■ What to produce: Only the lines of the data below from the one with "pub const FFMPEG_CONFIG: &str" through the one with "pub const COMMIT_ABBREV: usize = 12;" are wanted. Repeat them exactly.

───── Raw data ─────

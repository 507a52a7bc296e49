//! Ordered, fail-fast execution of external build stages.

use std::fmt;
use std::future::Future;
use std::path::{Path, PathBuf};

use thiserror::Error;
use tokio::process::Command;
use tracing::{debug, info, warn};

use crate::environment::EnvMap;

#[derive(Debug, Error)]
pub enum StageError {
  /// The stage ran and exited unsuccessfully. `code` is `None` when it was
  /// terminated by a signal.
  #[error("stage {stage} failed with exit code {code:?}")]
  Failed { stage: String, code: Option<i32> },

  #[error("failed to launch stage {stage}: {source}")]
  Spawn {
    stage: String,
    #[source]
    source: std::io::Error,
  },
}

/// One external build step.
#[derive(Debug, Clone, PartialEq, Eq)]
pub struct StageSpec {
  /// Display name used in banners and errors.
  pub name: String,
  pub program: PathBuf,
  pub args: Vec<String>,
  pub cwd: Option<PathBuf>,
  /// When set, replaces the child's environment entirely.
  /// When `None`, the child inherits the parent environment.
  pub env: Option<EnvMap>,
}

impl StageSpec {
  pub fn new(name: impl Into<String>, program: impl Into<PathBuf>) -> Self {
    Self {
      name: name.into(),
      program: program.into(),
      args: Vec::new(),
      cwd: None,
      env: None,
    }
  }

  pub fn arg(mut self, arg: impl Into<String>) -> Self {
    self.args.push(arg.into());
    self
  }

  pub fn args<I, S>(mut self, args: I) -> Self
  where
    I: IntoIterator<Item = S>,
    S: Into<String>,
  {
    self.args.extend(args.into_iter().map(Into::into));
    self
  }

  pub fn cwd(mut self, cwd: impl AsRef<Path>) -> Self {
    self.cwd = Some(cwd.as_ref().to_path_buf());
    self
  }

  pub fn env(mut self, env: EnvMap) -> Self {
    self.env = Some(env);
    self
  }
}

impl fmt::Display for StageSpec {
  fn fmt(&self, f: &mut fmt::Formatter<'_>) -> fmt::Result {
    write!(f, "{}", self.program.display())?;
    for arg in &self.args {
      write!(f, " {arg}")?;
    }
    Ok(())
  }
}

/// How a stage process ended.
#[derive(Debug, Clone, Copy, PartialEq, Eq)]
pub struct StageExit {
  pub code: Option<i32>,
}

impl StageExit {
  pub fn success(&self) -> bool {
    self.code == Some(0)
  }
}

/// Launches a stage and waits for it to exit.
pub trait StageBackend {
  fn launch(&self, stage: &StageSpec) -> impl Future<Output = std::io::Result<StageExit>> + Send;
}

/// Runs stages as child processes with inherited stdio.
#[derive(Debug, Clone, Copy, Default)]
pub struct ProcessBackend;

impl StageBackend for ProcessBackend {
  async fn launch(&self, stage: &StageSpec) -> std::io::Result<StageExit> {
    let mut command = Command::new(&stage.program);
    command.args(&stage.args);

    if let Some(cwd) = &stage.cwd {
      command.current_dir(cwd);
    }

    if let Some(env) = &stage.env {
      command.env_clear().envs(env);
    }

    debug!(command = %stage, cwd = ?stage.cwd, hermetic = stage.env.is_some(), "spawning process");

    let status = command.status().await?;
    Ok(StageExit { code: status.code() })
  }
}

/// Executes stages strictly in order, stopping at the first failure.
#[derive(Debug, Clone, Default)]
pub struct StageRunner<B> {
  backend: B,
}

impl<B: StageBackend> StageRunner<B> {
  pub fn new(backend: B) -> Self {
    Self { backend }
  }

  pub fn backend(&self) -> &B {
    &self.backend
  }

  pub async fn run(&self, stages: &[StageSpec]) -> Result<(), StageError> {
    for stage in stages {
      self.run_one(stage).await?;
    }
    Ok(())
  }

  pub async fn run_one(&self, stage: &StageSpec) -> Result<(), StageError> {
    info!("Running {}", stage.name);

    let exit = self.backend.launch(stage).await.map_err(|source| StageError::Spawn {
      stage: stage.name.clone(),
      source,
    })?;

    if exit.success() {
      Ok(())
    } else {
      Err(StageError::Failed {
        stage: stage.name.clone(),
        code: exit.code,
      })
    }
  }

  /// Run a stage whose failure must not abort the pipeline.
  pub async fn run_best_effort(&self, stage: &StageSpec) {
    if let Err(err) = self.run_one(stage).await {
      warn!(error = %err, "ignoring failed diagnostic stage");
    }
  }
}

─────
───── Raw data ─────

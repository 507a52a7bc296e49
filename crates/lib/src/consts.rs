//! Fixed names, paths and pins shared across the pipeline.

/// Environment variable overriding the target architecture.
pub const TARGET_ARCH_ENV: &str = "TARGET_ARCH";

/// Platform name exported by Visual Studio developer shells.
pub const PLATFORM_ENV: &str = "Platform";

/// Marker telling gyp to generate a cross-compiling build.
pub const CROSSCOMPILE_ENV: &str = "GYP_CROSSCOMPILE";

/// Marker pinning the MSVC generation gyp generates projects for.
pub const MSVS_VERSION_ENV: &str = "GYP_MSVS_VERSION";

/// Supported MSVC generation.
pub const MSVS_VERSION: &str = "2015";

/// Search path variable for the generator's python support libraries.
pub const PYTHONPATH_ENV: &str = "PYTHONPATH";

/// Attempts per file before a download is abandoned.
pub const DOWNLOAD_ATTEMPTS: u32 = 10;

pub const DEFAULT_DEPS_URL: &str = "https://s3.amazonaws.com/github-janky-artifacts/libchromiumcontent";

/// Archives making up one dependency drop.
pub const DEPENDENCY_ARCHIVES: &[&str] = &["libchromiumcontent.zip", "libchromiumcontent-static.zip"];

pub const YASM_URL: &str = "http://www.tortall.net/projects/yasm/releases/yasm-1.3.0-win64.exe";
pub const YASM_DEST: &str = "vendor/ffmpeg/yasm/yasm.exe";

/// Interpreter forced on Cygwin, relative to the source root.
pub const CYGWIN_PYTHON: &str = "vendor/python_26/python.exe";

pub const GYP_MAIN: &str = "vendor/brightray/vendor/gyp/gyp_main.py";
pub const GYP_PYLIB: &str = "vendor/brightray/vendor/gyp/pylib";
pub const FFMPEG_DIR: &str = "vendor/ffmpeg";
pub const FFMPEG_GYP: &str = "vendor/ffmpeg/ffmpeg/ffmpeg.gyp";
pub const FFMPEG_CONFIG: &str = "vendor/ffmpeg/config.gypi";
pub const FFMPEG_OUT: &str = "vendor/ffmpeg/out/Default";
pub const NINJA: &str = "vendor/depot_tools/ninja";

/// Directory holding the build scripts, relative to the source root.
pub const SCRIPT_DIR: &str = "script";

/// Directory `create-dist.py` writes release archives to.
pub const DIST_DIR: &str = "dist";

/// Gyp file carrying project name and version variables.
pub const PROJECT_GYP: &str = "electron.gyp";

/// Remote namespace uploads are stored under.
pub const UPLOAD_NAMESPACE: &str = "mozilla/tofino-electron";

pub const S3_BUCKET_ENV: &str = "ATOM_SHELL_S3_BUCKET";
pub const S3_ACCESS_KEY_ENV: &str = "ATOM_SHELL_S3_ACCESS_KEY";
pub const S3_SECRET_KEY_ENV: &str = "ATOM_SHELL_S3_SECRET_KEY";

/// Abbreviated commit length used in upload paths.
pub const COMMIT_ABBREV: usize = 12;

─────
───── Raw data ─────

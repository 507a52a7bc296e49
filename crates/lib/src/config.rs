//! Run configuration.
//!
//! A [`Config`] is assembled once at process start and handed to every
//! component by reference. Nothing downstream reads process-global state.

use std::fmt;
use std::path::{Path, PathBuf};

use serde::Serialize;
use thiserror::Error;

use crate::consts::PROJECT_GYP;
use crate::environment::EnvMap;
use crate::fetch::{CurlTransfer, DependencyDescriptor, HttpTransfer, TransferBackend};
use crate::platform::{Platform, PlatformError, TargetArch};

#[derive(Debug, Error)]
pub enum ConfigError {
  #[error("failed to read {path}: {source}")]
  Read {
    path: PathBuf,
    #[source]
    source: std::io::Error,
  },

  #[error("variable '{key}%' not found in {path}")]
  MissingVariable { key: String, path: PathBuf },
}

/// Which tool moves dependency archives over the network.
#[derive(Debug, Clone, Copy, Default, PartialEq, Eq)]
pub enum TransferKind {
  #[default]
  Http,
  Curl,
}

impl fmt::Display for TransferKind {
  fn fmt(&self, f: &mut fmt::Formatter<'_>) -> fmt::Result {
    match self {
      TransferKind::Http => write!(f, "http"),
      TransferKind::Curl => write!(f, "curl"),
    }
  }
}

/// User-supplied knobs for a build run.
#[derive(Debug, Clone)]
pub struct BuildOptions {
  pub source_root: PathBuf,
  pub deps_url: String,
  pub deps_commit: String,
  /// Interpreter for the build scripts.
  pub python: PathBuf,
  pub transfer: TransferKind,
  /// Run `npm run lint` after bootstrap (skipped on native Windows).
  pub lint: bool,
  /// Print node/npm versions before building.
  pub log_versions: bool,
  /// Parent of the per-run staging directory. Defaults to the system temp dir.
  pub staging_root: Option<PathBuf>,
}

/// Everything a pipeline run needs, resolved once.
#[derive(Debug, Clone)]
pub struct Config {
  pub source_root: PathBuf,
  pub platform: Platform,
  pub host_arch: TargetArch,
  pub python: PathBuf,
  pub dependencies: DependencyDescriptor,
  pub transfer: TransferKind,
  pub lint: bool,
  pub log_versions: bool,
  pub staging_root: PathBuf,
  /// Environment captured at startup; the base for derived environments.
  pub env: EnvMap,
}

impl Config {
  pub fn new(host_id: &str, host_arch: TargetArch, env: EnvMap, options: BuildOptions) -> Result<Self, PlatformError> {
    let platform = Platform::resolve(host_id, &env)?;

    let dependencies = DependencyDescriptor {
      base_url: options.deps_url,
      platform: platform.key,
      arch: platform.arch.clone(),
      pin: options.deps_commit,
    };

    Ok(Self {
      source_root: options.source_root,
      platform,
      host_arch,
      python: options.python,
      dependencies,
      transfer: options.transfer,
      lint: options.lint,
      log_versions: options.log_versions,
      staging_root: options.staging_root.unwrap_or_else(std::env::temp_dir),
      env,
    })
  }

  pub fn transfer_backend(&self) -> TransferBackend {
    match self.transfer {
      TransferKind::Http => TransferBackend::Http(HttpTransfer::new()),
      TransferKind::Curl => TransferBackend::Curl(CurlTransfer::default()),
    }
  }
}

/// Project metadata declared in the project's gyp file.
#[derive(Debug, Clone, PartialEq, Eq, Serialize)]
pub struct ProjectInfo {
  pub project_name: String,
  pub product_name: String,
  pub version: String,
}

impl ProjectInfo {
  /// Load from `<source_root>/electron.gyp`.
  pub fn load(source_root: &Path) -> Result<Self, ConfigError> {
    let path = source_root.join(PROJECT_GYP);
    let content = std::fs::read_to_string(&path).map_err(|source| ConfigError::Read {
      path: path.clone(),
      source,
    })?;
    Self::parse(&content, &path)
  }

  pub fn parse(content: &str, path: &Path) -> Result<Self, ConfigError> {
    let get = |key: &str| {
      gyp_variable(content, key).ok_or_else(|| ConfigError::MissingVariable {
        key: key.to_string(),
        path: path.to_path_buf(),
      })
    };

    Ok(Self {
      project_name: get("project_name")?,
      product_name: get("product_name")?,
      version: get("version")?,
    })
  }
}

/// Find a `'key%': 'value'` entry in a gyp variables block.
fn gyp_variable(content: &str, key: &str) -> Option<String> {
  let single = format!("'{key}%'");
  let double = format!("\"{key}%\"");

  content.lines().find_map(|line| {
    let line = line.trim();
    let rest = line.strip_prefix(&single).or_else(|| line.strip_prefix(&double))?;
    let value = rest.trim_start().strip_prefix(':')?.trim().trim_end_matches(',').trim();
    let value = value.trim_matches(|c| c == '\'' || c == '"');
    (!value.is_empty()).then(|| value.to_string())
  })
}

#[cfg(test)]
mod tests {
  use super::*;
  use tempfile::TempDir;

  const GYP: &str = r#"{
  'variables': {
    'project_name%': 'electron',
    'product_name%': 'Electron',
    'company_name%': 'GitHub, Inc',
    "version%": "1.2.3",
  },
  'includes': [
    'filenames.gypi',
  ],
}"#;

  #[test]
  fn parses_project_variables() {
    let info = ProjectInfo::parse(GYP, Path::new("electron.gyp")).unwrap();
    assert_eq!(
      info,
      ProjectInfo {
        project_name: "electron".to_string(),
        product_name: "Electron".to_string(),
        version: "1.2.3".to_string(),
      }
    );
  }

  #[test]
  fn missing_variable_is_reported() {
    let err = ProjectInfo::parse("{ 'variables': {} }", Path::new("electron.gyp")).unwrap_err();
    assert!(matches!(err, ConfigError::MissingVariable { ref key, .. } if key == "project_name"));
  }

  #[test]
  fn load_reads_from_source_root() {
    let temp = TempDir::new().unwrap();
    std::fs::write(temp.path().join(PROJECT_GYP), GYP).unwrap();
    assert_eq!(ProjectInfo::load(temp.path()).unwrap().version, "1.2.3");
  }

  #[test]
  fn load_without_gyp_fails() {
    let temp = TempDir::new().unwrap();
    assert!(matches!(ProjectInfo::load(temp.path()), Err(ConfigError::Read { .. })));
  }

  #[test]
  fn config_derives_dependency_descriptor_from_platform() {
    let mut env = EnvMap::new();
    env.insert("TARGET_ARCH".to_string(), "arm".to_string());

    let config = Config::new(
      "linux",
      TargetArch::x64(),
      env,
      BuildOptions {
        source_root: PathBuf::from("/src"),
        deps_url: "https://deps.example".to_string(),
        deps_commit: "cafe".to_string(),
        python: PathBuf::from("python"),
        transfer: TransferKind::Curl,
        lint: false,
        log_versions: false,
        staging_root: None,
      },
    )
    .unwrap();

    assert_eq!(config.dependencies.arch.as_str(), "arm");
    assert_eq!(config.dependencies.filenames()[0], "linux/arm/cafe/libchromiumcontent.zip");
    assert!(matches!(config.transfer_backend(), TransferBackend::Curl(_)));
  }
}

─────

■ Result of this task:
pub const FFMPEG_CONFIG: &str = "vendor/ffmpeg/config.gypi";
pub const FFMPEG_OUT: &str = "vendor/ffmpeg/out/Default";
pub const NINJA: &str = "vendor/depot_tools/ninja";

/// Directory holding the build scripts, relative to the source root.
pub const SCRIPT_DIR: &str = "script";

/// Directory `create-dist.py` writes release archives to.
pub const DIST_DIR: &str = "dist";

/// Gyp file carrying project name and version variables.
pub const PROJECT_GYP: &str = "electron.gyp";

/// Remote namespace uploads are stored under.
pub const UPLOAD_NAMESPACE: &str = "mozilla/tofino-electron";

pub const S3_BUCKET_ENV: &str = "ATOM_SHELL_S3_BUCKET";
pub const S3_ACCESS_KEY_ENV: &str = "ATOM_SHELL_S3_ACCESS_KEY";
pub const S3_SECRET_KEY_ENV: &str = "ATOM_SHELL_S3_SECRET_KEY";

/// Abbreviated commit length used in upload paths.
pub const COMMIT_ABBREV: usize = 12;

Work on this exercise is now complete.